Wie der Volksmund so schön und klug behauptet, es ist noch kein Meister vom Himmel gefallen, und mit der Zeit wuchs ich in meine Aufgaben hinein, bekam viel beigebracht, mehr von Seiten der Kinder als von meinen Kollegen, und hielt mich einfach an’s viel gerühmte Learning-by-doing. Da ich noch nie Erfahrung im Umgang mit geistig und körperlich Behinderten gesammelt hatte, musste ich mich ganz auf meine Instinkte verlassen und die waren Gott sei Dank meistens richtig. Die Kinder und ich wuchsen richtig zusammen, ohne Vorbehalte und Zaudern nahmen sie mich in ihre kleine Familie auf, in der jeder für jeden sorgt, alle zusammenhalten, keiner vergessen wird und jeder so akzeptiert, wie er ist, auch ich. Ich bin so dankbar für die Liebe, die mir die Kinder geschenkt haben, eine Zuneigung, die einfach mir galt, für die ich nichts besonders tun musste und mich auch nicht anstrengen. Diese Kinder haben mir so viel gegeben und beigebracht, auf ihre eigene Art und Weise.

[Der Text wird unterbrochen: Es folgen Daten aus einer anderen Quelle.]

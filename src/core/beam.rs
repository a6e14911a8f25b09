//! Beam search over decoder logits

use crate::core::errors::Result;

/// A partial or finished output sequence
#[derive(Debug, Clone, Default, PartialEq)]
pub struct Hypothesis {
    /// Generated tokens, without the decoder prefix and without EOS
    pub tokens: Vec<u32>,
    /// Sum of token log probabilities, EOS included once finished
    pub log_prob: f32,
    /// Whether EOS was generated
    pub finished: bool,
}

impl Hypothesis {
    /// Length-normalised log probability
    pub fn score(&self) -> f32 {
        let len = self.tokens.len() + usize::from(self.finished);
        if len == 0 {
            self.log_prob
        } else {
            self.log_prob / len as f32
        }
    }
}

/// Beam search decoder; a beam size of 1 is greedy decoding
#[derive(Debug, Clone)]
pub struct BeamSearch {
    beam_size: usize,
    max_new_tokens: usize,
    eos_token_id: u32,
}

impl BeamSearch {
    pub fn new(beam_size: usize, max_new_tokens: usize, eos_token_id: u32) -> Self {
        Self {
            beam_size: beam_size.max(1),
            max_new_tokens,
            eos_token_id,
        }
    }

    /// Run the search.
    ///
    /// `next_logits` returns the logits of the next position given the tokens
    /// generated so far. Stops once `beam_size` hypotheses have finished or
    /// `max_new_tokens` tokens were generated.
    pub fn search<F>(&self, mut next_logits: F) -> Result<Hypothesis>
    where
        F: FnMut(&[u32]) -> Result<Vec<f32>>,
    {
        let mut beam = vec![Hypothesis::default()];
        let mut finished: Vec<Hypothesis> = Vec::new();

        for _ in 0..self.max_new_tokens {
            let mut candidates = Vec::with_capacity(beam.len() * self.beam_size);

            for hypothesis in &beam {
                let log_probs = log_softmax(&next_logits(&hypothesis.tokens)?);
                for (token, log_prob) in top_k(&log_probs, self.beam_size) {
                    let mut next = hypothesis.clone();
                    next.log_prob += log_prob;
                    if token == self.eos_token_id {
                        next.finished = true;
                        finished.push(next);
                    } else {
                        next.tokens.push(token);
                        candidates.push(next);
                    }
                }
            }

            candidates.sort_by(|a, b| b.score().total_cmp(&a.score()));
            candidates.truncate(self.beam_size);
            beam = candidates;

            if beam.is_empty() || finished.len() >= self.beam_size {
                break;
            }
        }

        finished.extend(beam);
        Ok(finished
            .into_iter()
            .max_by(|a, b| a.score().total_cmp(&b.score()))
            .unwrap_or_default())
    }
}

fn log_softmax(logits: &[f32]) -> Vec<f32> {
    let max = logits
        .iter()
        .copied()
        .filter(|v| !v.is_nan())
        .fold(f32::NEG_INFINITY, f32::max);
    let sum: f32 = logits
        .iter()
        .filter(|v| !v.is_nan())
        .map(|v| (v - max).exp())
        .sum();
    let log_sum = sum.ln() + max;
    logits.iter().map(|v| v - log_sum).collect()
}

/// The `k` best `(token, value)` pairs, best first
fn top_k(values: &[f32], k: usize) -> Vec<(u32, f32)> {
    let mut indexed: Vec<(u32, f32)> = values
        .iter()
        .enumerate()
        .filter(|(_, v)| !v.is_nan())
        .map(|(i, &v)| (i as u32, v))
        .collect();
    indexed.sort_by(|a, b| b.1.total_cmp(&a.1));
    indexed.truncate(k);
    indexed
}

#[cfg(test)]
mod tests {
    use super::*;
    use crate::core::errors::TranslationError;

    const EOS: u32 = 2;

    /// Logits whose softmax is exactly `probs`
    fn logits(probs: [f32; 4]) -> Vec<f32> {
        probs.iter().map(|p| p.ln()).collect()
    }

    /// Greedy takes token 0 first and ends with a long, unlikely sequence;
    /// token 1 followed by EOS scores better overall
    fn toy_model(generated: &[u32]) -> Result<Vec<f32>> {
        Ok(match generated {
            [] => logits([0.5, 0.4, 0.05, 0.05]),
            [1] => logits([0.025, 0.025, 0.925, 0.025]),
            [0] => logits([0.35, 0.3, 0.05, 0.3]),
            _ => logits([0.05, 0.025, 0.9, 0.025]),
        })
    }

    #[test]
    fn test_beam_finds_better_sequence_than_greedy() {
        let greedy = BeamSearch::new(1, 16, EOS).search(toy_model).unwrap();
        assert_eq!(greedy.tokens, vec![0, 0]);
        assert!(greedy.finished);

        let beam = BeamSearch::new(4, 16, EOS).search(toy_model).unwrap();
        assert_eq!(beam.tokens, vec![1]);
        assert!(beam.finished);
        assert!(beam.score() > greedy.score());
    }

    #[test]
    fn test_stops_at_max_new_tokens() {
        let never_eos = |_: &[u32]| -> Result<Vec<f32>> { Ok(logits([0.7, 0.2, 0.001, 0.099])) };
        let best = BeamSearch::new(2, 3, EOS).search(never_eos).unwrap();
        assert_eq!(best.tokens, vec![0, 0, 0]);
        assert!(!best.finished);
    }

    #[test]
    fn test_model_error_is_propagated() {
        let failing = |_: &[u32]| -> Result<Vec<f32>> { Err(TranslationError::inference("boom")) };
        let err = BeamSearch::new(4, 8, EOS).search(failing).unwrap_err();
        assert!(matches!(err, TranslationError::Inference { .. }));
    }

    #[test]
    fn test_log_softmax_and_top_k() {
        let log_probs = log_softmax(&[1.0, 3.0, 2.0, f32::NAN]);
        let total: f32 = log_probs[..3].iter().map(|v| v.exp()).sum();
        assert!((total - 1.0).abs() < 1e-5);

        let best: Vec<u32> = top_k(&log_probs, 2).into_iter().map(|(t, _)| t).collect();
        assert_eq!(best, vec![1, 2]);
    }
}
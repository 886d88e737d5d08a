use crate::dataset::{clamp_k, DatasetBuilder, FlatDataset, SearchParams};
use crate::error::{ErrorKind, KnnError};
use crate::types::vector::Vector;

#[test]
fn test_params_positive() {
    let p = SearchParams::validate(3, 2, 5).unwrap();
    assert_eq!(p, SearchParams { n: 3, d: 2, k: 5 });
}

#[test]
fn test_params_name_offender() {
    let cases = [((0, 2, 1), "n"), ((3, -1, 1), "d"), ((3, 2, 0), "k")];
    for ((n, d, k), name) in cases {
        match SearchParams::validate(n, d, k).unwrap_err() {
            KnnError::InvalidParameter { name: got, .. } => assert_eq!(got, name),
            other => panic!("unexpected error {:?}", other),
        }
    }
}

#[test]
fn test_params_checks_n_first() {
    // All three invalid: n is reported.
    let err = SearchParams::validate(0, 0, 0).unwrap_err();
    assert!(err.to_string().starts_with("n must be positive"));
}

#[test]
fn test_params_bound_dimension() {
    use crate::config::MAX_DIMENSION;

    let d = MAX_DIMENSION as i64;
    assert_eq!(SearchParams::validate(1, d, 1).unwrap().d, MAX_DIMENSION);

    let err = SearchParams::validate(1, d + 1, 1).unwrap_err();
    assert_eq!(err.kind(), ErrorKind::InvalidParameter);
    assert!(matches!(err, KnnError::DimensionTooLarge { what: "d", .. }));
}

#[test]
fn test_clamp_k() {
    assert_eq!(clamp_k(5, 2), 2);
    assert_eq!(clamp_k(2, 2), 2);
    assert_eq!(clamp_k(1, 2), 1);
}

#[test]
fn test_dataset_rows() {
    let ds = FlatDataset::new(3, 2, vec![0.0, 0.0, 1.0, 1.0, 5.0, 5.0]).unwrap();
    assert_eq!(ds.len(), 3);
    assert_eq!(ds.dim(), 2);
    assert_eq!(ds.row(2), Some(&[5.0, 5.0][..]));
    assert_eq!(ds.rows().count(), 3);
}

#[test]
fn test_dataset_row_out_of_range() {
    let ds = FlatDataset::new(3, 2, vec![0.0; 6]).unwrap();
    assert!(ds.row(3).is_none());
    assert!(ds.row(usize::MAX).is_none());
    assert!(FlatDataset::empty(4).row(0).is_none());
}

#[test]
fn test_dataset_length_mismatch_reports_both() {
    let err = FlatDataset::new(3, 2, vec![0.0; 5]).unwrap_err();
    assert!(matches!(
        err,
        KnnError::LengthMismatch { expected: 6, found: 5, .. }
    ));
    assert_eq!(err.to_string(), "data length (5) must equal 6");
}

#[test]
fn test_dataset_rejects_zero_dim_with_rows() {
    assert_eq!(
        FlatDataset::new(2, 0, vec![]).unwrap_err().kind(),
        ErrorKind::InvalidParameter
    );
}

#[test]
fn test_query_dim_check() {
    let ds = FlatDataset::new(1, 3, vec![1.0, 2.0, 3.0]).unwrap();
    assert!(ds.check_query(&Vector::new(vec![0.0; 3])).is_ok());
    let err = ds.check_query(&Vector::new(vec![0.0; 2])).unwrap_err();
    assert!(matches!(err, KnnError::LengthMismatch { expected: 3, found: 2, .. }));
}

#[test]
fn test_builder_labels_row() {
    let mut b = DatasetBuilder::new(2);
    b.push(0, &Vector::new(vec![1.0, 2.0])).unwrap();
    let err = b.push(1, &Vector::new(vec![1.0])).unwrap_err();
    assert!(err.to_string().contains("row 1 embedding"));
    assert!(err.to_string().contains("(1)"));

    let ds = b.finish();
    assert_eq!(ds.len(), 1);
    assert_eq!(ds.as_slice(), &[1.0, 2.0]);
}

#[test]
fn test_empty_dataset() {
    let ds = FlatDataset::empty(4);
    assert!(ds.is_empty());
    assert_eq!(ds.rows().count(), 0);
}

Auch neben meiner Haupttätigkeit stellte sich meine Freiwilligenarbeit in Timisoara als Schule des Lebens heraus. Im obligatorischen Kräftemessen mit den Obdachlosen der Sozialkantine, in der ich an manchen Tagen der Woche an der Essensausgabe stand, lernte ich, mich durchzusetzen, Autorität zu verströmen, auch wenn ich nur die „Blonde Deutsche, die keine Ahnung hat“ war. Nie hätte ich gedacht, dass ich mich in eine Prügelei stürzen und Besoffene mit klaren Worten und einem Griff am Kragen zur Tür hinaus befördern könnte. Gut, das hätte auch schief gehen können, aber dann wären mir die anderen Leute dort zur Hilfe gekommen. In der Suppenküche lernte ich das Leben von Menschen am Rande der Gesellschaft kennen, freundete mich mit Leuten an, die nichts besaßen bis auf die Kleider am Leib und den Inhalt ihrer Plastiktüten.


„Die Erkenntnisse haben mich verändert“

Wenn ich jetzt Bilanz ziehe aus meinem freiwilligen sozialen Jahr, dann erkenne ich Folgendes: Ich verlor Berührungsängste, Vorurteile und die rosarote Brille, gewann Selbstvertrauen, Verständnis und die Gewissheit, dass in unserer Welt noch viel zu viel getan werden muss, als dass auch nur ein Einzelner sich in seiner kleinen Sphäre behaglich zurückziehen könnte. Mein Reisetagebuch wiegt schwer, ist gefüllt mit einem Jahr völlig anderen Lebens. Ich hüte es wie einen Schatz und hoffe, all die Eindrücke und Erkenntnisse nie zu vergessen. Sie haben mich verändert.